Osip Mandelstam murió en un campo de tránsito cerca de Vladivostok en mayo de 1938. Debemos a su esposa Nadiezhda la conservación de muchos de sus textos y el estremecedor libro Contra toda esperanza, en el que cuenta las trágicas experiencias que vivió con su marido durante los años del terror. Solo quiero traer a colación aquí dos pasajes de ese libro.

El primero –referido a 1934– es este: “Diecisiete años de concienzuda educación [comunista] no habían servido para nada. La gente que reunía dinero para nosotros y aquellos que lo daban infringían todo el código establecido en el país de relaciones con los represaliados por el poder. En los períodos de violencia y terror la gente se esconde en su cascarón y oculta sus sentimientos, pero esos sentimientos son indestructibles y no hay educación que acabe con ellos.
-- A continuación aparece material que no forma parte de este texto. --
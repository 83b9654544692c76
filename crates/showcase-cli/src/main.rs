use std::fs::{self, OpenOptions};
use std::path::PathBuf;
use std::sync::{Arc, Mutex};

use anyhow::{Context, Result};
use clap::{Parser, Subcommand};
use tracing_subscriber::{layer::SubscriberExt, util::SubscriberInitExt, EnvFilter};

use showcase_core::{AppConfig, SiteContent};

mod commands;

#[derive(Parser)]
#[command(name = "showcase")]
#[command(author, version, about = "A cinematic portfolio showcase for the terminal")]
struct Cli {
    #[command(subcommand)]
    command: Option<Commands>,

    /// Content document (TOML); overrides `general.content_path`
    #[arg(short = 'c', long, global = true)]
    content: Option<PathBuf>,
}

#[derive(Subcommand)]
enum Commands {
    /// Browse the portfolio in the terminal
    Run,
    /// Print the project (or design) catalog
    List {
        /// List designs instead of projects
        #[arg(short = 'd', long)]
        designs: bool,
        /// Only show one category (e.g. "3d", "Web App")
        #[arg(long)]
        category: Option<String>,
    },
    /// Write the default configuration file
    Init {
        /// Replace an existing configuration file
        #[arg(long)]
        force: bool,
    },
    /// Load and validate a content document
    Check {
        /// Path to the TOML document
        path: PathBuf,
    },
    /// Validate and deliver a contact message through the configured endpoint
    Send {
        #[arg(long)]
        name: String,
        #[arg(long)]
        email: String,
        #[arg(long)]
        subject: String,
        #[arg(long)]
        message: String,
    },
}

/// Filter from RUST_LOG, falling back to the configured level
fn env_filter(config: &AppConfig) -> EnvFilter {
    EnvFilter::try_from_default_env().unwrap_or_else(|_| EnvFilter::new(&config.general.log_level))
}

/// Log to stderr for one-shot commands
fn init_stderr_logging(config: &AppConfig) {
    tracing_subscriber::registry()
        .with(env_filter(config))
        .with(tracing_subscriber::fmt::layer().with_target(false))
        .init();
}

/// Log to a file while the TUI owns the terminal
fn init_file_logging(config: &AppConfig) -> Result<()> {
    let path = config.log_path();
    if let Some(parent) = path.parent() {
        fs::create_dir_all(parent)
            .with_context(|| format!("Failed to create {}", parent.display()))?;
    }
    let file = OpenOptions::new()
        .create(true)
        .append(true)
        .open(&path)
        .with_context(|| format!("Failed to open log file {}", path.display()))?;

    tracing_subscriber::registry()
        .with(env_filter(config))
        .with(
            tracing_subscriber::fmt::layer()
                .with_target(false)
                .with_ansi(false)
                .with_writer(Mutex::new(file)),
        )
        .init();
    Ok(())
}

#[tokio::main]
async fn main() -> Result<()> {
    let cli = Cli::parse();

    // Load configuration (validated on load)
    let config = Arc::new(AppConfig::load()?);

    match &cli.command {
        Some(Commands::Run) | None => init_file_logging(&config)?,
        _ => init_stderr_logging(&config),
    }

    let content_path = cli.content.clone().or_else(|| config.content_path());

    match cli.command {
        Some(Commands::Run) | None => {
            let content = SiteContent::load_or_bundled(content_path.as_deref())?;
            commands::run::run(config, content).await
        }
        Some(Commands::List { designs, category }) => {
            let content = SiteContent::load_or_bundled(content_path.as_deref())?;
            commands::list::run(&content, designs, category.as_deref())
        }
        Some(Commands::Init { force }) => commands::init::run(&AppConfig::config_path(), force),
        Some(Commands::Check { path }) => commands::check::run(&path),
        Some(Commands::Send {
            name,
            email,
            subject,
            message,
        }) => commands::send::run(&config, &name, &email, &subject, &message).await,
    }
}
Incluso si consiguen desarraigarlos en una generación –y en nuestro país eso se ha conseguido en gran medida–, vuelven a resurgir en la siguiente. Nos hemos convencido de ello más de una vez. La noción del bien es, probablemente, inherente al ser humano y los infractores de las leyes humanitarias deberán, tarde o temprano, darse cuenta de ello por sí mismos o por sus hijos” (p. 55). Han pasado ochenta años y ha caído el imperio soviético: el comunismo no ha logrado eliminar el alma humana y su natural anhelo de bondad y solidaridad, aunque haya machacado penosamente muchos espíritus.

El segundo texto de Nadiezhda –que expresa bien la función del poeta– dice así: “A principios del Segundo cuaderno, Mandelstam escribió su poema La sirena. ‘¿Por qué La sirena?’, le pregunté. ‘Tal vez sea yo’, me respondió. ¿Cómo podía ese hombre perseguido, viviendo en total aislamiento, en el vacío y la oscuridad sentirse ‘la sirena de las ciudades soviéticas’? Desde su total inexistencia, Mandelstam hacía saber que él era la voz que se expande por las ciudades soviéticas. Sentía, probablemente, que la razón estaba de su parte; sin ese sentimiento no se puede ser poeta. La lucha por la dignidad social del poeta, por su derecho a la voz y a su postura en la vida es, quizá, la tendencia fundamental que determinó su vida y su obra” (p. 249). Muchas mañanas, si tengo la ventana ligeramente abierta, oigo la sirena de una fábrica lejana que anuncia a la una la pausa del mediodía o el cambio de turno. Siempre pienso en Osip Mandelstam y en la función del poeta –¡o del filósofo!– en nuestra sociedad consumista: “La poesía” –escribió Mandelstam– “es el arado que desentierra el tiempo, poniendo al descubierto sus estratos más profundos, su tierra negra”.

La gran poeta rusa Anna Ajmátova (1889-1966), amiga de Osip y Nadia, escribe en el prólogo a los Cuadernos de Voronehz (1935-37): “Mandelstam no tiene maestro. Sobre eso vale la pena pensar. No conozco en la poesía universal un hecho semejante”. En aquellos cuadernos –escritos en el destierro en la frontera entre Ucrania y Rusia– va Mandelstam destilando sus poemas a partir de su penosa experiencia diaria. Se trata de una “poesía antibélica, defensa del arte frente al poder, de la dignidad del hombre y del valor de la vida frente a la opresión y el terror. En ese sentido, es una obra trágica, pero no nihilista, pues deja un poso de grandeza y de esperanza”, ha escrito el también poeta Luis Ramoneda.

La poesía de Mandelstam no es de fácil lectura, pero como muestra de su obra he seleccionado un poema del segundo cuaderno fechado el 15-16 de enero de 1937. Su título inicial era La mendiga y se refería a su mujer, que le acompañaba en el destierro en el que se encuentran en una situación de miseria absoluta, pero puede referirse también a la propia poesía:

Todavía no estás muerto. Todavía no estás solo.
Con tu amiga la mendiga
gozas de la grandeza de las llanuras,
de la niebla, del frío y de la nevada.
Vive tranquilo y consolado
en la pobreza opulenta, en la miseria poderosa.
Son benditos los días y las noches
y es inocente la fatiga dulce y sonora.

Infeliz aquel que, como su sombra,
teme el ladrido y maldice al viento.
Y miserable aquel que, medio muerto,
pide limosna a su propia sombra.

Al cumplirse el centenario de la revolución rusa vale la pena recordar a Osip Mandelstam, un poeta de frontera, que murió en Siberia a los 47 años, víctima de la enfermedad y las privaciones. Sus poesías –en expresión de su traductor al español Jesús García Gabaldón– constituyen “una de las más poderosas y complejas creaciones del Espíritu del siglo XX”.